Sans voyageurs, Jonas ne gagne pas d’argent; sans étrangers, Koltz ne perçoit pas la taxe; sans acheteurs, les propriétaires ne peuvent pas vendre. Cette situation existe depuis des années, mais aujourd'hui, elle est pire!

— Peut-être faut-il aller voir, dit Frik d'une voix hésitante.

— Il a raison, dit Jonas. Une main a allumé ce feu et…

— C’est peut-être une griffe [32], dit un vieux paysan.

— Main ou griffe, il faut savoir, dit Jonas.

— Qui sont-ils? s’écrie Koltz.

— Des êtres surnaturels, répond Hermod. Ou peut-être des lamies, ces monstres qui se présentent sous la forme de belles femmes…

Tous regardent par la fenêtre: aperçoivent-ils ces créatures?

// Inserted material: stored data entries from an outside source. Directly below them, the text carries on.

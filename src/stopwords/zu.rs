// Stopwords Registry
//
// Multi-language stopword membership lookup
// Copyright: 2024, Valerian Saliou <valerian@valeriansaliou.name>
// License: Mozilla Public License v2.0 (MPL v2.0)

pub static STOPWORDS_ZU: &[&'static str] = &[
    "futhi", "kahle", "kakhulu", "kanye", "khona", "kodwa", "kungani", "kusho", "la", "lakhe",
    "lapho", "mina", "ngesikhathi", "nje", "phansi", "phezulu", "u", "ukuba", "ukuthi",
    "ukuze", "uma", "wahamba", "wakhe", "wami", "wase", "wathi", "yakhe", "zakhe", "zonke",
];
// Stopwords Registry
//
// Multi-language stopword membership lookup
// Copyright: 2024, Valerian Saliou <valerian@valeriansaliou.name>
// License: Mozilla Public License v2.0 (MPL v2.0)

pub static STOPWORDS_PT: &[&'static str] = &[
    "a", "ao", "aos", "aquela", "aquelas", "aquele", "aqueles", "aquilo", "as", "até", "com",
    "como", "da", "das", "de", "dela", "delas", "dele", "deles", "depois", "do", "dos", "e",
    "ela", "elas", "ele", "eles", "em", "entre", "era", "eram", "essa", "essas", "esse",
    "esses", "esta", "estamos", "estas", "estava", "este", "estes", "estou", "eu", "foi",
    "foram", "há", "isso", "isto", "já", "lhe", "lhes", "mais", "mas", "me", "mesmo", "meu",
    "meus", "minha", "minhas", "muito", "na", "nas", "nem", "no", "nos", "nossa", "nossas",
    "nosso", "nossos", "num", "numa", "não", "nós", "o", "os", "ou", "para", "pela", "pelas",
    "pelo", "pelos", "por", "qual", "quando", "que", "quem", "se", "sem", "ser", "seu", "seus",
    "somos", "sou", "sua", "suas", "são", "só", "também", "te", "tem", "temos", "tenho", "teu",
    "teus", "tu", "tua", "tuas", "um", "uma", "você", "vocês", "vos", "à", "às", "é",
];
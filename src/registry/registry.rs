// Stopwords Registry
//
// Multi-language stopword membership lookup
// Copyright: 2024, Valerian Saliou <valerian@valeriansaliou.name>
// License: Mozilla Public License v2.0 (MPL v2.0)

use hashbrown::{HashMap, HashSet};
use std::sync::RwLock;

use super::error::RegistryError;
use crate::provider::language::LanguageProvider;

pub struct Registry {
    // Maps a loaded language code to its stopword set. A code is present iff it has been \
    //   successfully registered and not since removed.
    languages: RwLock<HashMap<String, HashSet<&'static str>>>,
}

impl Registry {
    pub fn new() -> Registry {
        Registry {
            languages: RwLock::new(HashMap::new()),
        }
    }

    pub fn register_language(&self, lang: &str) -> Result<(), RegistryError> {
        // Acquire languages in write mode (the check-and-insert must be atomic, as to avoid \
        //   duplicate concurrent loads of the same language)
        let mut languages_write = self.languages.write().unwrap();

        // Already loaded? Succeed as a no-op.
        if languages_write.contains_key(lang) {
            debug!("language already registered: {}", lang);

            return Ok(());
        }

        if let Some(words) = LanguageProvider::load_language(lang) {
            debug!("registering language: {} ({} stopwords)", lang, words.len());

            // Collect into an owned set (the registry holds its own copy, never an alias \
            //   shared with another registry instance)
            languages_write.insert(lang.to_string(), words.iter().copied().collect());

            Ok(())
        } else {
            Err(RegistryError::UnsupportedLanguage {
                lang: lang.to_string(),
            })
        }
    }

    pub fn register_languages(&self, langs: &[&str]) -> Result<(), RegistryError> {
        // Stop at the first error; languages registered before the failure stay loaded \
        //   (no rollback of partial progress)
        for lang in langs {
            self.register_language(lang)?;
        }

        Ok(())
    }

    pub fn is_stop_word(&self, lang: &str, word: &str) -> bool {
        let languages_read = self.languages.read().unwrap();

        // An unloaded language yields 'false', same as a loaded language missing the word
        if let Some(words) = languages_read.get(lang) {
            words.contains(word)
        } else {
            false
        }
    }

    pub fn is_language_loaded(&self, lang: &str) -> bool {
        self.languages.read().unwrap().contains_key(lang)
    }

    pub fn loaded_languages(&self) -> Vec<String> {
        // Snapshot at call time; iteration order is unspecified
        self.languages.read().unwrap().keys().cloned().collect()
    }

    pub fn unregister_language(&self, lang: &str) {
        let mut languages_write = self.languages.write().unwrap();

        if languages_write.remove(lang).is_some() {
            debug!("unregistered language: {}", lang);
        }
    }

    pub fn clear(&self) {
        let mut languages_write = self.languages.write().unwrap();

        debug!("clearing {} loaded languages", languages_write.len());

        // Single atomic reset (rather than a sequence of individual removals)
        *languages_write = HashMap::new();
    }
}

impl Default for Registry {
    fn default() -> Registry {
        Registry::new()
    }
}

#[cfg(test)]
mod tests {
    use super::*;
    use std::sync::Arc;
    use std::thread;
    use test_log::test;

    #[test]
    fn it_registers_a_language_idempotently() {
        let registry = Registry::new();

        assert_eq!(registry.register_language("en"), Ok(()));
        assert_eq!(registry.register_language("en"), Ok(()));

        assert_eq!(registry.loaded_languages(), vec!["en".to_string()]);
    }

    #[test]
    fn it_rejects_an_unsupported_language() {
        let registry = Registry::new();

        assert_eq!(
            registry.register_language("invalid"),
            Err(RegistryError::UnsupportedLanguage {
                lang: "invalid".to_string()
            })
        );

        assert!(!registry.is_language_loaded("invalid"));
        assert!(registry.loaded_languages().is_empty());
    }

    #[test]
    fn it_yields_false_for_unregistered_languages() {
        let registry = Registry::new();

        assert!(!registry.is_stop_word("en", "the"));
        assert!(!registry.is_stop_word("xx", "anything"));
        assert!(!registry.is_language_loaded("en"));
    }

    #[test]
    fn it_round_trips_register_query_unregister() {
        let registry = Registry::new();

        registry.register_language("en").unwrap();

        assert!(registry.is_language_loaded("en"));
        assert!(registry.is_stop_word("en", "the"));
        assert!(!registry.is_stop_word("en", "car"));

        registry.unregister_language("en");

        assert!(!registry.is_language_loaded("en"));
        assert!(!registry.is_stop_word("en", "the"));
    }

    #[test]
    fn it_ignores_unregistering_an_absent_language() {
        let registry = Registry::new();

        registry.unregister_language("en");

        assert!(!registry.is_language_loaded("en"));
    }

    #[test]
    fn it_registers_multiple_languages() {
        let registry = Registry::new();

        registry.register_languages(&["en", "fr", "es"]).unwrap();

        assert!(registry.is_language_loaded("en"));
        assert!(registry.is_language_loaded("fr"));
        assert!(registry.is_language_loaded("es"));

        let loaded = registry.loaded_languages();

        assert_eq!(loaded.len(), 3);
        assert!(loaded.contains(&"en".to_string()));
        assert!(loaded.contains(&"fr".to_string()));
        assert!(loaded.contains(&"es".to_string()));
    }

    #[test]
    fn it_stops_batch_registration_at_first_error() {
        let registry = Registry::new();

        assert_eq!(
            registry.register_languages(&["en", "invalid-code", "fr"]),
            Err(RegistryError::UnsupportedLanguage {
                lang: "invalid-code".to_string()
            })
        );

        // Languages before the failure stay loaded, languages after it were never reached
        assert!(registry.is_language_loaded("en"));
        assert!(!registry.is_language_loaded("fr"));
    }

    #[test]
    fn it_isolates_independent_registries() {
        let (registry_one, registry_two) = (Registry::new(), Registry::new());

        registry_one.register_language("en").unwrap();

        assert!(registry_one.is_language_loaded("en"));
        assert!(registry_one.is_stop_word("en", "the"));

        assert!(!registry_two.is_language_loaded("en"));
        assert!(!registry_two.is_stop_word("en", "the"));
    }

    #[test]
    fn it_clears_all_loaded_languages() {
        let registry = Registry::new();

        registry.register_languages(&["en", "fr", "de"]).unwrap();
        registry.clear();

        assert!(registry.loaded_languages().is_empty());
        assert!(!registry.is_stop_word("en", "the"));
        assert!(!registry.is_stop_word("fr", "le"));
        assert!(!registry.is_stop_word("de", "der"));
    }

    #[test]
    fn it_answers_concurrent_reads_consistently() {
        let registry = Arc::new(Registry::new());

        registry.register_language("en").unwrap();

        // Readers hammer a language that no writer touches; every read must observe it loaded
        let readers = (0..8)
            .map(|_| {
                let registry = registry.clone();

                thread::spawn(move || {
                    for _ in 0..1000 {
                        assert!(registry.is_stop_word("en", "the"));
                        assert!(!registry.is_stop_word("en", "car"));
                        assert!(registry.is_language_loaded("en"));
                    }
                })
            })
            .collect::<Vec<_>>();

        // One writer mutates other languages concurrently
        let writer = {
            let registry = registry.clone();

            thread::spawn(move || {
                for _ in 0..100 {
                    registry.register_language("fr").unwrap();
                    registry.unregister_language("fr");
                }
            })
        };

        for reader in readers {
            reader.join().unwrap();
        }

        writer.join().unwrap();

        assert!(registry.is_language_loaded("en"));
        assert!(!registry.is_language_loaded("fr"));
    }
}

#[cfg(all(feature = "benchmark", test))]
mod benches {
    extern crate test;

    use super::*;
    use test::Bencher;

    #[bench]
    fn bench_stop_word_found(b: &mut Bencher) {
        let registry = Registry::new();

        registry.register_language("en").unwrap();

        b.iter(|| registry.is_stop_word("en", "the"));
    }

    #[bench]
    fn bench_stop_word_not_found(b: &mut Bencher) {
        let registry = Registry::new();

        registry.register_language("en").unwrap();

        b.iter(|| registry.is_stop_word("en", "fox"));
    }

    #[bench]
    fn bench_stop_word_unloaded_language(b: &mut Bencher) {
        let registry = Registry::new();

        b.iter(|| registry.is_stop_word("en", "the"));
    }
}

— Mais pourquoi des esprits allument un feu? demande Jonas. Ils ne cuisinent pas.

— C'est pour leur sorcellerie, dit Frik.

— Bien sûr! ajoute Hermod.

Tout le monde est d'accord: des êtres surnaturels sont installés dans le château des Carpathes.

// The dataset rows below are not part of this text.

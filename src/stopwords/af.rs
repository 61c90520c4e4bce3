// Stopwords Registry
//
// Multi-language stopword membership lookup
// Copyright: 2024, Valerian Saliou <valerian@valeriansaliou.name>
// License: Mozilla Public License v2.0 (MPL v2.0)

pub static STOPWORDS_AF: &[&'static str] = &[
    "'n", "aan", "af", "al", "as", "baie", "by", "daar", "dag", "dat", "die", "dit", "een",
    "ek", "en", "gaan", "gesê", "haar", "het", "hom", "hulle", "hy", "in", "is", "jou", "jy",
    "kan", "kom", "ma", "maar", "met", "my", "na", "nie", "om", "ons", "op", "saam", "sal",
    "se", "sien", "so", "sy", "te", "toe", "uit", "van", "vir", "was", "wat", "ŉ",
];
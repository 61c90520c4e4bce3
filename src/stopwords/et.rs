// Stopwords Registry
//
// Multi-language stopword membership lookup
// Copyright: 2024, Valerian Saliou <valerian@valeriansaliou.name>
// License: Mozilla Public License v2.0 (MPL v2.0)

pub static STOPWORDS_ET: &[&'static str] = &[
    "aga", "ei", "et", "ja", "jah", "kas", "kui", "kõik", "ma", "me", "mida", "midagi", "mind",
    "minu", "mis", "mu", "mul", "mulle", "nad", "nii", "oled", "olen", "oli", "oma", "on",
    "pole", "sa", "seda", "see", "selle", "siin", "siis", "ta", "te", "ära",
];
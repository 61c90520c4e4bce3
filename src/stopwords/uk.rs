// Stopwords Registry
//
// Multi-language stopword membership lookup
// Copyright: 2024, Valerian Saliou <valerian@valeriansaliou.name>
// License: Mozilla Public License v2.0 (MPL v2.0)

pub static STOPWORDS_UK: &[&'static str] = &[
    "а", "але", "б", "без", "би", "бо", "був", "була", "були", "було", "бути", "в", "вам",
    "вас", "весь", "ви", "від", "він", "вона", "вони", "воно", "все", "всі", "де", "для",
    "до", "є", "ж", "з", "за", "зі", "і", "із", "й", "його", "її", "їх", "коли", "лише",
    "ми", "на", "нам", "нас", "наш", "не", "немає", "ні", "ніж", "нічого", "про", "свого",
    "своє", "себе", "собі", "та", "так", "також", "там", "те", "ти", "ті", "тільки", "то",
    "того", "той", "тому", "тут", "у", "хоча", "це", "цей", "ці", "цього", "чи", "чого",
    "чому", "що", "щоб", "я", "як", "яка", "який", "які", "яку",
];
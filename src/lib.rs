// Stopwords Registry
//
// Multi-language stopword membership lookup
// Copyright: 2024, Valerian Saliou <valerian@valeriansaliou.name>
// License: Mozilla Public License v2.0 (MPL v2.0)

#![cfg_attr(feature = "benchmark", feature(test))]
#![deny(unstable_features, unused_imports, unused_qualifications, clippy::all)]

#[macro_use]
extern crate log;
#[macro_use]
extern crate lazy_static;

pub mod provider;
pub mod registry;
mod stopwords;

use provider::language::LanguageProvider;

pub use registry::error::RegistryError;
pub use registry::registry::Registry;

lazy_static! {
    // Shared across all callers within the process; created once, never replaced
    static ref DEFAULT_REGISTRY: Registry = Registry::new();
}

/// Registers a language on the default registry (no-op if already registered).
pub fn register_language(lang: &str) -> Result<(), RegistryError> {
    DEFAULT_REGISTRY.register_language(lang)
}

/// Registers languages on the default registry, in order, stopping at the first error.
pub fn register_languages(langs: &[&str]) -> Result<(), RegistryError> {
    DEFAULT_REGISTRY.register_languages(langs)
}

/// Checks a word against a language loaded in the default registry.
///
/// Yields `false` if the language is not loaded; callers needing that distinction should
/// check with `is_language_loaded` first.
pub fn is_stop_word(lang: &str, word: &str) -> bool {
    DEFAULT_REGISTRY.is_stop_word(lang, word)
}

/// Checks whether a language is loaded in the default registry.
pub fn is_language_loaded(lang: &str) -> bool {
    DEFAULT_REGISTRY.is_language_loaded(lang)
}

/// Snapshots the languages currently loaded in the default registry (unordered).
pub fn loaded_languages() -> Vec<String> {
    DEFAULT_REGISTRY.loaded_languages()
}

/// Unregisters a language from the default registry (no-op if absent).
pub fn unregister_language(lang: &str) {
    DEFAULT_REGISTRY.unregister_language(lang)
}

/// Unregisters all languages from the default registry.
pub fn clear() {
    DEFAULT_REGISTRY.clear()
}

/// Lists every language the data provider can load, independent of what is loaded.
pub fn supported_languages() -> Vec<&'static str> {
    LanguageProvider::supported_languages().to_vec()
}

#[cfg(test)]
mod tests {
    use super::*;
    use std::sync::Mutex;

    lazy_static! {
        // The default registry is process-wide state; serialize the tests that touch it
        static ref DEFAULT_REGISTRY_GUARD: Mutex<()> = Mutex::new(());
    }

    #[test]
    fn it_detects_stop_words_per_language() {
        let _guard = DEFAULT_REGISTRY_GUARD.lock().unwrap();

        clear();
        register_languages(&["fr", "en"]).unwrap();

        let cases = [
            ("fr", "au", true),
            ("fr", "aux", true),
            ("fr", "avec", true),
            ("fr", "ce", true),
            ("fr", "ces", true),
            ("fr", "Voiture", false),
            ("bad", "bad", false),
            ("en", "the", true),
            ("en", "car", false),
        ];

        for (lang, word, expected) in cases.iter() {
            assert_eq!(is_stop_word(lang, word), *expected, "{}: {}", lang, word);
        }
    }

    #[test]
    fn it_registers_and_unregisters_on_the_default_registry() {
        let _guard = DEFAULT_REGISTRY_GUARD.lock().unwrap();

        clear();

        assert!(!is_language_loaded("de"));

        register_language("de").unwrap();

        assert!(is_language_loaded("de"));
        assert!(is_stop_word("de", "der"));

        unregister_language("de");

        assert!(!is_language_loaded("de"));
        assert!(!is_stop_word("de", "der"));
    }

    #[test]
    fn it_lists_loaded_languages_on_the_default_registry() {
        let _guard = DEFAULT_REGISTRY_GUARD.lock().unwrap();

        clear();
        register_languages(&["en", "fr", "es"]).unwrap();

        let loaded = loaded_languages();

        assert_eq!(loaded.len(), 3);
        assert!(loaded.contains(&"en".to_string()));
        assert!(loaded.contains(&"fr".to_string()));
        assert!(loaded.contains(&"es".to_string()));

        clear();

        assert!(loaded_languages().is_empty());
    }

    #[test]
    fn it_rejects_unsupported_languages_on_the_default_registry() {
        let _guard = DEFAULT_REGISTRY_GUARD.lock().unwrap();

        assert_eq!(
            register_language("unsupported"),
            Err(RegistryError::UnsupportedLanguage {
                lang: "unsupported".to_string()
            })
        );
    }

    #[test]
    fn it_lists_supported_languages() {
        let supported = supported_languages();

        assert_eq!(supported.len(), 20);
        assert!(supported.contains(&"en"));
        assert!(supported.contains(&"fr"));
        assert!(supported.contains(&"es"));
        assert!(supported.contains(&"de"));
        assert!(supported.contains(&"ja"));
    }

    #[test]
    fn it_isolates_the_default_registry_from_custom_instances() {
        let _guard = DEFAULT_REGISTRY_GUARD.lock().unwrap();

        clear();

        let custom = Registry::new();

        custom.register_language("ja").unwrap();

        assert!(custom.is_stop_word("ja", "の"));
        assert!(!is_stop_word("ja", "の"));
    }
}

Nic Deck écoute sans parler. Il s’intéresse depuis longtemps au château. Mais Miriota l'empêche d’y aller. D’ailleurs, personne ne veut y aller: Koltz se trouve trop vieux, Hermod doit garder son école, Jonas a son auberge, Frik doit garder ses moutons et les autres paysans doivent s'occuper de leurs animaux.

A cet instant, la porte de l’auberge s’ouvre brusquement et les notables prennent peur! Mais c’est le médecin Patak (personne ne le prend pour une belle et dangereuse lamie)! Son client est mort.

— Alors les amis, dit-il, vous parlez encore du château du diable! Mais laissez-le fumer, ce château. Hermod aussi fume toute la journée! Les revenants ont fait du feu? Pourquoi pas. Ils ont froid ou bien ils font du pain.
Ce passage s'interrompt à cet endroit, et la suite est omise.